Elle fait valoir que les moyens soulevés ne sont pas fondés.
La clôture de l'instruction a été fixée au 27 avril 2022 par une ordonnance du 12 avril précédent prise en application de l'article R. 613-1 du code de justice administrative.
Par une décision du 23 mars 2022, le bureau d'aide juridictionnelle a admis Mme B... à l'aide juridictionnelle totale.
II) Par une requête enregistrée sous le n° 22LY00528 le 16 février 2022, la préfète de l'Ain demande à la cour :
1°) d'annuler le jugement du 28 janvier 2022 ;
2°) de rejeter la demande de Mme B....
Elle soutient que :
- c'est à tort que les premiers juges ont estimé que le refus de titre de séjour méconnaît l'article L. 425-9 du code de l'entrée et du séjour des étrangers et du droit d'asile et est entaché d'erreur manifeste d'appréciation ;
- les autres moyens soulevés en première instance ne sont pas fondés.
Par un mémoire enregistré le 25 avril 2022, Mme B..., représentée par Me Paquet, conclut au rejet des requêtes susvisées et à ce que l'Etat verse à son conseil la somme de 1 800 euros sur le fondement des dispositions combinées de l'article 37 de la loi du 10 juillet 1991 et de l'article L. 761-1 du code de justice administrative.
Elle fait valoir que les moyens soulevés ne sont pas fondés.
La clôture de l'instruction a été fixée au 27 avril 2022 par une ordonnance du 12 avril précédent prise en application de l'article R. 613-1 du code de justice administrative.
Par une décision du 23 mars 2022, le bureau d'aide juridictionnelle a admis Mme B... à l'aide juridictionnelle totale.
Dans les deux requêtes la préfète de l'Ain a produit le 10 mai 2022 un mémoire en réplique qui n'a pas été communiqué arrivé après clôture de l'instruction.
Vu les autres pièces des dossiers ;
Vu :
- la convention européenne de sauvegarde des droits de l'homme et des libertés fondamentales du 4 novembre 1950 ;
- la convention internationale relative aux droits de l'enfant ;
- le code de l'entrée et du séjour des étrangers et du droit d'asile ;
- la loi n° 91-647 du 10 juillet 1991 ;
- le code de justice administrative ;
La présidente de la formation de jugement ayant dispensé le rapporteur public, sur sa proposition, de prononcer des conclusions à l'audience ;
Les parties ayant été régulièrement averties du jour de l'audience ;
Après avoir entendu au cours de l'audience publique :
- le rapport de Mme Christine Psilakis, rapporteure,
- les observations de Me Paquet pour Mme B... ;
Considérant ce qui suit :
1. Mme C... B..., ressortissante guinéenne née en 1975, est entrée en France selon ses déclarations en août 2017 avec deux de ses enfants mineurs.

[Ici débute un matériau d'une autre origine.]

use super::base::{BaseMaterial, Material, MaterialError};
use crate::core::models::voxel::VoxelSpec;
use tracing::info;

/// The compacted material model of a phantom: a minimal set of unique
/// materials, ascending by density, plus the voxel-index → palette-index map.
///
/// Voxel ordering in `voxel_map` is the phantom-file line order, which is the
/// canonical flattened order (X fastest, then Y, then Z).
#[derive(Debug, Clone, PartialEq)]
pub struct MaterialPalette {
    materials: Vec<Material>,
    voxel_map: Vec<usize>,
}

impl MaterialPalette {
    /// Deduplicates the per-voxel density list and constructs one material per
    /// unique density.
    ///
    /// Duplicate detection is exact floating-point equality, and the per-voxel
    /// lookup is a linear scan over the unique set. Materials are constructed
    /// lazily, on the first voxel that references a given palette slot;
    /// two-component voxels and out-of-table material IDs fail construction.
    pub fn build(voxels: &[VoxelSpec]) -> Result<Self, MaterialError> {
        let mut densities: Vec<f64> = voxels.iter().map(|v| v.density).collect();
        info!("all materials prior sort/unique: {}", densities.len());
        densities.sort_by(f64::total_cmp);
        densities.dedup();
        info!("all materials after sort/unique: {}", densities.len());

        let mut materials: Vec<Option<Material>> = vec![None; densities.len()];
        let mut voxel_map = Vec::with_capacity(voxels.len());

        for (voxel_index, voxel) in voxels.iter().enumerate() {
            let palette_index = densities
                .iter()
                .position(|&d| d == voxel.density)
                .ok_or_else(|| {
                    MaterialError::Internal(format!(
                        "density of voxel {voxel_index} missing from the unique set"
                    ))
                })?;
            voxel_map.push(palette_index);

            if materials[palette_index].is_none() {
                materials[palette_index] =
                    Some(Self::construct_material(voxel_index, voxel, palette_index)?);
            }
        }

        let materials = materials
            .into_iter()
            .collect::<Option<Vec<_>>>()
            .ok_or_else(|| {
                MaterialError::Internal("unique density with no referencing voxel".into())
            })?;

        Ok(Self {
            materials,
            voxel_map,
        })
    }

    fn construct_material(
        voxel_index: usize,
        voxel: &VoxelSpec,
        palette_index: usize,
    ) -> Result<Material, MaterialError> {
        if let Some(_secondary) = voxel.secondary {
            return Err(MaterialError::MixtureNotSupported {
                voxel: voxel_index,
                components: voxel.material_count(),
            });
        }
        let base = BaseMaterial::from_id(voxel_index, voxel.primary.id)?;
        Ok(Material::with_density(palette_index, base, voxel.density))
    }

    /// The unique materials, ascending by density.
    pub fn materials(&self) -> &[Material] {
        &self.materials
    }

    pub fn material_count(&self) -> usize {
        self.materials.len()
    }

    /// The voxel-index → palette-index map, in canonical flattened order.
    pub fn voxel_map(&self) -> &[usize] {
        &self.voxel_map
    }

    /// The material of a voxel given its flattened index.
    pub fn material_for_voxel(&self, voxel_index: usize) -> &Material {
        &self.materials[self.voxel_map[voxel_index]]
    }
}

#[cfg(test)]
mod tests {
    use super::*;
    use crate::core::models::voxel::MaterialComponent;

    fn voxel(density: f64, id: i64) -> VoxelSpec {
        VoxelSpec {
            density,
            primary: MaterialComponent { id, fraction: 1.0 },
            secondary: None,
        }
    }

    #[test]
    fn two_voxel_phantom_compacts_to_sorted_palette() {
        let voxels = [voxel(1.0, 0), voxel(1.2, 6)];
        let palette = MaterialPalette::build(&voxels).unwrap();

        assert_eq!(palette.material_count(), 2);
        assert_eq!(palette.voxel_map(), &[0, 1]);
        assert_eq!(palette.materials()[0].density, 1.0);
        assert_eq!(palette.materials()[0].base, BaseMaterial::Water);
        assert_eq!(palette.materials()[1].density, 1.2);
        assert_eq!(palette.materials()[1].base, BaseMaterial::Air);
    }

    #[test]
    fn duplicate_densities_share_one_material() {
        let voxels = [voxel(1.0, 0), voxel(0.3, 1), voxel(1.0, 0), voxel(0.3, 1)];
        let palette = MaterialPalette::build(&voxels).unwrap();

        assert_eq!(palette.material_count(), 2);
        assert_eq!(palette.voxel_map(), &[1, 0, 1, 0]);
        assert_eq!(palette.materials()[0].name, "mat0");
        assert_eq!(palette.materials()[1].name, "mat1");
    }

    #[test]
    fn palette_is_strictly_ascending_and_map_is_valid() {
        let densities = [1.85, 0.26, 1.0, 0.0012, 1.0, 0.26, 4.5, 1.85];
        let ids = [5, 1, 0, 6, 0, 1, 2, 5];
        let voxels: Vec<VoxelSpec> = densities
            .iter()
            .zip(ids)
            .map(|(&d, id)| voxel(d, id))
            .collect();

        let palette = MaterialPalette::build(&voxels).unwrap();

        assert_eq!(palette.voxel_map().len(), voxels.len());
        assert!(palette.voxel_map().iter().all(|&m| m < palette.material_count()));
        assert!(
            palette
                .materials()
                .windows(2)
                .all(|w| w[0].density < w[1].density)
        );
        for (i, v) in voxels.iter().enumerate() {
            assert_eq!(palette.material_for_voxel(i).density, v.density);
        }
    }

    #[test]
    fn mixture_voxel_is_rejected() {
        let mut mixed = voxel(1.1, 0);
        mixed.secondary = Some(MaterialComponent {
            id: 5,
            fraction: 0.4,
        });
        let result = MaterialPalette::build(&[voxel(1.0, 0), mixed]);
        assert!(matches!(
            result,
            Err(MaterialError::MixtureNotSupported {
                voxel: 1,
                components: 2
            })
        ));
    }

    #[test]
    fn unknown_material_id_is_rejected() {
        let result = MaterialPalette::build(&[voxel(1.0, 12)]);
        assert!(matches!(
            result,
            Err(MaterialError::UnknownMaterial { voxel: 0, id: 12 })
        ));
    }
}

Sa demande d'asile a été définitivement rejetée par décision de la Cour nationale du droit d'asile du 6 décembre 2018. La préfète de l'Ain a pris à son encontre un premier arrêté du 22 février 2019, lui faisant obligation de quitter le territoire français dans le délai de trente jours et fixant le pays de destination. Mme B... en a demandé l'annulation devant le tribunal administratif de Lyon mais sa demande a été rejetée en dernier lieu par un arrêt de la cour administrative d'appel du 25 août 2020. Mme B... a déposé, le 11 juillet 2019, une demande de titre de séjour en se prévalant de son état de santé et a renouvelé sa demande qui a été finalement enregistrée en préfecture le 18 décembre 2020. La préfète de l'Ain a, par arrêté du 22 juin 2021, refusé la délivrance de ce titre de séjour, l'a obligée à quitter le territoire français dans un délai de trente jours et a fixé le pays à destination en cas d'exécution d'office de la mesure d'éloignement. La préfète de l'Ain relève appel et demande le sursis à exécution du jugement du 28 janvier 2022 par lequel le tribunal administratif de Lyon a annulé son arrêté du 22 juin 2021.
2. Il y a lieu de joindre pour qu'elles fassent l'objet du même arrêt les requêtes visées ci-dessus de la préfète de l'Ain tendant respectivement à l'annulation et au sursis à exécution du même jugement.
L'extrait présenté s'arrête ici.